この本の出版を知ったのは、図書館で読んだウフのリレー小説のアンカー、辻村さんの作品を読んだことがきっかけでした。

その時に読んだ時も、辻村さんの作品は強く心に残りましたが・・・改めてリレーになっていた全部の小説を読んでみて、その繋がりに思わずニヤリ!

特に、最後の辻村さんの作品。
独立して読んでも二つの意味のさくらがこのストーリーの中に映えているんですけど、北村さんの「くしゅん」と繋がる一節に思わず顔がニヤけました。

そして、何気に私が好きな辻村さんへのお題のバトンを渡したのが歌野さんっていうのがまた嬉しい。
相変わらずラストのどんでん返しにはほほう!と唸りをあげてしまいました。


「まよい猫」「ブラックジョーク」から「バッド・テイスト」への繋がり、「帳尻」の不幸の連鎖的展開に惹きつけられて、更にその設定の後日談という形で書きあげた歌野さんの「母ちゃん、おれだよ、おれおれ」も上手い!
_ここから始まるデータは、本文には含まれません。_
//! Console target.

use std::any::Any;
use std::io::{self, Write};

use serde::{Deserialize, Serialize};

use crate::layout::Layout;
use crate::service::LogEvent;
use crate::targets::{Target, TargetError, TargetKind};

/// Which standard stream a console target writes to.
#[derive(Debug, Clone, Copy, PartialEq, Eq, Default, Deserialize, Serialize)]
#[serde(rename_all = "lowercase")]
pub enum ConsoleStream {
    #[default]
    Stdout,
    Stderr,
}

/// Writes one rendered line per event to stdout or stderr.
#[derive(Debug)]
pub struct ConsoleTarget {
    name: String,
    layout: Layout,
    stream: ConsoleStream,
}

impl ConsoleTarget {
    pub fn new(name: &str, layout: Layout) -> Self {
        Self {
            name: name.to_string(),
            layout,
            stream: ConsoleStream::Stdout,
        }
    }

    pub fn with_stream(mut self, stream: ConsoleStream) -> Self {
        self.stream = stream;
        self
    }

    pub fn stream(&self) -> ConsoleStream {
        self.stream
    }
}

impl Target for ConsoleTarget {
    fn name(&self) -> &str {
        &self.name
    }

    fn kind(&self) -> TargetKind {
        TargetKind::Console
    }

    fn write(&self, event: &LogEvent) -> Result<(), TargetError> {
        let line = self.layout.render(event);
        let result = match self.stream {
            ConsoleStream::Stdout => writeln!(io::stdout().lock(), "{}", line),
            ConsoleStream::Stderr => writeln!(io::stderr().lock(), "{}", line),
        };
        result.map_err(|e| TargetError::io(&self.name, e))
    }

    fn flush(&self) -> Result<(), TargetError> {
        let result = match self.stream {
            ConsoleStream::Stdout => io::stdout().flush(),
            ConsoleStream::Stderr => io::stderr().flush(),
        };
        result.map_err(|e| TargetError::io(&self.name, e))
    }

    fn as_any(&self) -> &dyn Any {
        self
    }
}
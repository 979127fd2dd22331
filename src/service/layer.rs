//! `tracing` layer that captures service events, and their delivery to targets.

use std::sync::{Arc, Mutex, PoisonError};

use tracing::field::{Field, Visit};
use tracing::{Event, Subscriber};
use tracing_subscriber::layer::Context;
use tracing_subscriber::Layer;

use crate::config::LoggingConfiguration;
use crate::observability::metrics;
use crate::service::{LogEvent, LogLevel, LogMessage};
use crate::targets::TargetError;

/// `tracing` target carried by events emitted from a structured service.
/// The capture layer ignores events from any other target.
pub(crate) const EVENT_TARGET: &str = "logger_service::event";

/// Emit one service event on the current dispatcher.
pub(crate) fn emit(level: LogLevel, logger: &str, message: &str) {
    let severity = level.as_str();
    macro_rules! event_at {
        ($lvl:expr) => {
            tracing::event!(
                target: EVENT_TARGET,
                $lvl,
                logger = logger,
                severity = severity,
                message = message
            )
        };
    }

    match level {
        LogLevel::Trace => event_at!(tracing::Level::TRACE),
        LogLevel::Debug => event_at!(tracing::Level::DEBUG),
        LogLevel::Info => event_at!(tracing::Level::INFO),
        LogLevel::Warn => event_at!(tracing::Level::WARN),
        LogLevel::Error | LogLevel::Fatal => event_at!(tracing::Level::ERROR),
    }
}

#[derive(Default)]
struct EventVisitor {
    logger: Option<String>,
    severity: Option<String>,
    message: Option<String>,
}

impl EventVisitor {
    fn set(&mut self, field: &Field, value: String) {
        match field.name() {
            "logger" => self.logger = Some(value),
            "severity" => self.severity = Some(value),
            "message" => self.message = Some(value),
            _ => {}
        }
    }
}

impl Visit for EventVisitor {
    fn record_str(&mut self, field: &Field, value: &str) {
        self.set(field, value.to_string());
    }

    fn record_debug(&mut self, field: &Field, value: &dyn std::fmt::Debug) {
        self.set(field, format!("{:?}", value));
    }
}

/// Captures each service event for the emitting service to deliver.
///
/// Delivery itself happens after the scoped dispatch returns, so target
/// diagnostics reach whichever subscriber the caller has installed.
pub(crate) struct CaptureLayer {
    captured: Arc<Mutex<Vec<LogEvent>>>,
}

impl CaptureLayer {
    pub(crate) fn new(captured: Arc<Mutex<Vec<LogEvent>>>) -> Self {
        Self { captured }
    }
}

impl<S: Subscriber> Layer<S> for CaptureLayer {
    fn on_event(&self, event: &Event<'_>, _ctx: Context<'_, S>) {
        let metadata = event.metadata();
        if metadata.target() != EVENT_TARGET {
            return;
        }

        let mut visitor = EventVisitor::default();
        event.record(&mut visitor);

        let level = visitor
            .severity
            .as_deref()
            .and_then(|s| s.parse().ok())
            .unwrap_or_else(|| LogLevel::from_tracing(metadata.level()));
        let log_event = LogEvent::new(
            visitor.logger.unwrap_or_default(),
            LogMessage::new(level, visitor.message.unwrap_or_default()),
        );

        self.captured
            .lock()
            .unwrap_or_else(PoisonError::into_inner)
            .push(log_event);
    }
}

/// Write `event` to every target its rules select, returning the failures.
pub(crate) fn deliver(configuration: &LoggingConfiguration, event: &LogEvent) -> Vec<TargetError> {
    let mut failures = Vec::new();
    for target in configuration.route(&event.logger, event.level) {
        match target.write(event) {
            Ok(()) => metrics::record_delivery(target.name(), event.level),
            Err(e) => {
                metrics::record_failure(target.name());
                failures.push(e);
            }
        }
    }
    failures
}
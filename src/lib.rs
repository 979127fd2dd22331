//! Logger service library.
//!
//! One logging capability ([`LoggingService`]), two interchangeable
//! backends, and the configuration and targets behind the structured one.

pub mod config;
pub mod layout;
pub mod observability;
pub mod service;
pub mod targets;

pub use config::{ConfigError, LoggingConfiguration};
pub use service::{
    BasicLoggingService, LogLevel, LoggingError, LoggingService, StructuredLoggingService,
};
pub use targets::{NetworkTarget, Target};
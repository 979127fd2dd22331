//! Routing rules.

use crate::config::schema::RuleConfig;
use crate::service::LogLevel;

/// Logger-name pattern with `*` wildcards at either end.
#[derive(Debug, Clone, PartialEq, Eq)]
pub enum LoggerPattern {
    Any,
    Exact(String),
    Prefix(String),
    Suffix(String),
    Contains(String),
}

impl LoggerPattern {
    pub fn parse(pattern: &str) -> Self {
        let pattern = pattern.trim();
        if pattern == "*" || pattern.is_empty() {
            return LoggerPattern::Any;
        }

        let leading = pattern.starts_with('*');
        let trailing = pattern.ends_with('*');
        let core = pattern.trim_matches('*').to_string();

        match (leading, trailing) {
            (true, true) => LoggerPattern::Contains(core),
            (true, false) => LoggerPattern::Suffix(core),
            (false, true) => LoggerPattern::Prefix(core),
            (false, false) => LoggerPattern::Exact(core),
        }
    }

    pub fn matches(&self, logger: &str) -> bool {
        match self {
            LoggerPattern::Any => true,
            LoggerPattern::Exact(name) => logger == name,
            LoggerPattern::Prefix(prefix) => logger.starts_with(prefix.as_str()),
            LoggerPattern::Suffix(suffix) => logger.ends_with(suffix.as_str()),
            LoggerPattern::Contains(infix) => logger.contains(infix.as_str()),
        }
    }
}

/// A compiled routing rule.
#[derive(Debug, Clone)]
pub struct LoggingRule {
    pub pattern: LoggerPattern,
    pub min_level: LogLevel,
    pub max_level: LogLevel,
    pub targets: Vec<String>,
    pub is_final: bool,
    pub enabled: bool,
}

impl LoggingRule {
    /// Rule routing every logger at `min_level` and above to `targets`.
    pub fn new(min_level: LogLevel, targets: &[&str]) -> Self {
        Self {
            pattern: LoggerPattern::Any,
            min_level,
            max_level: LogLevel::Fatal,
            targets: targets.iter().map(|t| t.to_string()).collect(),
            is_final: false,
            enabled: true,
        }
    }

    pub fn matches(&self, logger: &str, level: LogLevel) -> bool {
        self.enabled
            && level >= self.min_level
            && level <= self.max_level
            && self.pattern.matches(logger)
    }
}

impl From<&RuleConfig> for LoggingRule {
    fn from(config: &RuleConfig) -> Self {
        Self {
            pattern: LoggerPattern::parse(&config.logger),
            min_level: config.min_level,
            max_level: config.max_level.unwrap_or(LogLevel::Fatal),
            targets: config.write_to.clone(),
            is_final: config.is_final,
            enabled: config.enabled,
        }
    }
}
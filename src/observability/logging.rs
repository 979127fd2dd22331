//! Diagnostic logging for the service itself.
//!
//! Events written by users of the service go through the structured
//! backend's own dispatcher. Its targets then run under the caller's
//! subscriber, so this one sees the crate's diagnostics: reloads, address
//! changes, connections, and delivery failures.

use tracing_subscriber::filter::ParseError;
use tracing_subscriber::util::TryInitError;
use tracing_subscriber::{layer::SubscriberExt, util::SubscriberInitExt, EnvFilter};

/// Errors from installing the diagnostics subscriber.
#[derive(Debug, thiserror::Error)]
pub enum LoggingInitError {
    #[error("invalid diagnostics level '{level}': {source}")]
    Filter {
        level: String,
        #[source]
        source: ParseError,
    },

    #[error(transparent)]
    Init(#[from] TryInitError),
}

/// Filter enabling this crate's diagnostics at `level`.
pub fn diagnostics_filter(level: &str) -> Result<EnvFilter, LoggingInitError> {
    EnvFilter::try_new(format!("logger_service={}", level)).map_err(|source| {
        LoggingInitError::Filter {
            level: level.to_string(),
            source,
        }
    })
}

/// Install the global diagnostics subscriber.
///
/// `default_level` must be a valid level even when `RUST_LOG` is set;
/// `RUST_LOG` then takes precedence. Fails if a global subscriber is
/// already set.
pub fn init_logging(default_level: &str) -> Result<(), LoggingInitError> {
    let fallback = diagnostics_filter(default_level)?;
    let filter = EnvFilter::try_from_default_env().unwrap_or(fallback);

    tracing_subscriber::registry()
        .with(filter)
        .with(tracing_subscriber::fmt::layer().with_writer(std::io::stderr))
        .try_init()?;
    Ok(())
}
//! Observability subsystem.
//!
//! # Data Flow
//! ```text
//! The service and its targets produce:
//!     → logging.rs (the crate's own diagnostics, via the global subscriber)
//!     → metrics.rs (per-target delivery counters)
//! ```
//!
//! # Design Decisions
//! - Diagnostics go to stderr so they never mix with console target output
//! - Metrics use the `metrics` facade; without a recorder installed they are no-ops

pub mod logging;
pub mod metrics;

pub use logging::{diagnostics_filter, init_logging, LoggingInitError};
//! File target.

use std::any::Any;
use std::fs::{self, File, OpenOptions};
use std::io::Write;
use std::path::{Path, PathBuf};
use std::sync::{Mutex, PoisonError};

use crate::layout::Layout;
use crate::service::LogEvent;
use crate::targets::{Target, TargetError, TargetKind};

/// Appends rendered lines to a file.
///
/// The file and its parent directories are created on first write. With
/// `append = false` the file is truncated when it is first opened.
#[derive(Debug)]
pub struct FileTarget {
    name: String,
    path: PathBuf,
    layout: Layout,
    append: bool,
    file: Mutex<Option<File>>,
}

impl FileTarget {
    pub fn new(name: &str, path: impl AsRef<Path>, layout: Layout) -> Self {
        Self {
            name: name.to_string(),
            path: path.as_ref().to_path_buf(),
            layout,
            append: true,
            file: Mutex::new(None),
        }
    }

    pub fn with_append(mut self, append: bool) -> Self {
        self.append = append;
        self
    }

    pub fn path(&self) -> &Path {
        &self.path
    }

    fn open(&self) -> std::io::Result<File> {
        if let Some(parent) = self.path.parent() {
            if !parent.as_os_str().is_empty() {
                fs::create_dir_all(parent)?;
            }
        }

        let mut options = OpenOptions::new();
        options.create(true);
        if self.append {
            options.append(true);
        } else {
            options.write(true).truncate(true);
        }
        options.open(&self.path)
    }
}

impl Target for FileTarget {
    fn name(&self) -> &str {
        &self.name
    }

    fn kind(&self) -> TargetKind {
        TargetKind::File
    }

    fn write(&self, event: &LogEvent) -> Result<(), TargetError> {
        let line = self.layout.render(event);
        let mut guard = self.file.lock().unwrap_or_else(PoisonError::into_inner);

        if guard.is_none() {
            let file = self.open().map_err(|e| TargetError::io(&self.name, e))?;
            tracing::debug!(target_name = %self.name, path = ?self.path, "Log file opened");
            *guard = Some(file);
        }

        if let Some(file) = guard.as_mut() {
            if let Err(e) = writeln!(file, "{}", line) {
                *guard = None;
                return Err(TargetError::io(&self.name, e));
            }
        }
        Ok(())
    }

    fn flush(&self) -> Result<(), TargetError> {
        let mut guard = self.file.lock().unwrap_or_else(PoisonError::into_inner);
        match guard.as_mut() {
            Some(file) => file.flush().map_err(|e| TargetError::io(&self.name, e)),
            None => Ok(()),
        }
    }

    fn as_any(&self) -> &dyn Any {
        self
    }
}

#[cfg(test)]
mod tests {
    use super::*;
    use crate::service::{LogLevel, LogMessage};

    fn event(text: &str) -> LogEvent {
        LogEvent::new("test", LogMessage::new(LogLevel::Info, text))
    }

    #[test]
    fn test_creates_parent_directories() {
        let dir = tempfile::tempdir().unwrap();
        let path = dir.path().join("nested/deep/app.log");
        let target = FileTarget::new("file", &path, Layout::parse("${message}").unwrap());

        target.write(&event("first")).unwrap();
        target.write(&event("second")).unwrap();
        target.flush().unwrap();

        assert_eq!(fs::read_to_string(&path).unwrap(), "first\nsecond\n");
    }

    #[test]
    fn test_truncates_when_not_appending() {
        let dir = tempfile::tempdir().unwrap();
        let path = dir.path().join("app.log");
        fs::write(&path, "old log data\n").unwrap();

        let target = FileTarget::new("file", &path, Layout::parse("${message}").unwrap())
            .with_append(false);
        target.write(&event("fresh")).unwrap();
        target.flush().unwrap();

        assert_eq!(fs::read_to_string(&path).unwrap(), "fresh\n");
    }

    #[test]
    fn test_appends_to_existing_file() {
        let dir = tempfile::tempdir().unwrap();
        let path = dir.path().join("app.log");
        fs::write(&path, "old\n").unwrap();

        let target = FileTarget::new("file", &path, Layout::parse("${message}").unwrap());
        target.write(&event("new")).unwrap();
        target.flush().unwrap();

        assert_eq!(fs::read_to_string(&path).unwrap(), "old\nnew\n");
    }
}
リレー小説とは時々聞く言葉ではありますが、読んだのは初めて。

しかもただのアンソロジー小説とかとは違って、どの作家も骨太な物語を書く逸材揃いです。
かなり高度な小説になっています。


ただ・・作家によって、リレーされた物語の設定を引っ張ってきて書いている人と全然関係ないという感じでオリジナルのものを書かれている人といるのですが、読んでいて意外と同じ設定で、別々の作家が書くっていうのも面白く読めたので、いっそそういうリレーでも良かったのではないかな?とも思いました。

特に貫井さんから歌野さんへの流れがとても良かったので!

そして歌野さんがあとがきで語ってる更なる物語の続きもぜひ活字化してもらいたいものです。

更にこのメンバーで、またリレー小説を書いて欲しいなという期待を込めつつ。

骨太で大満足の小説でした。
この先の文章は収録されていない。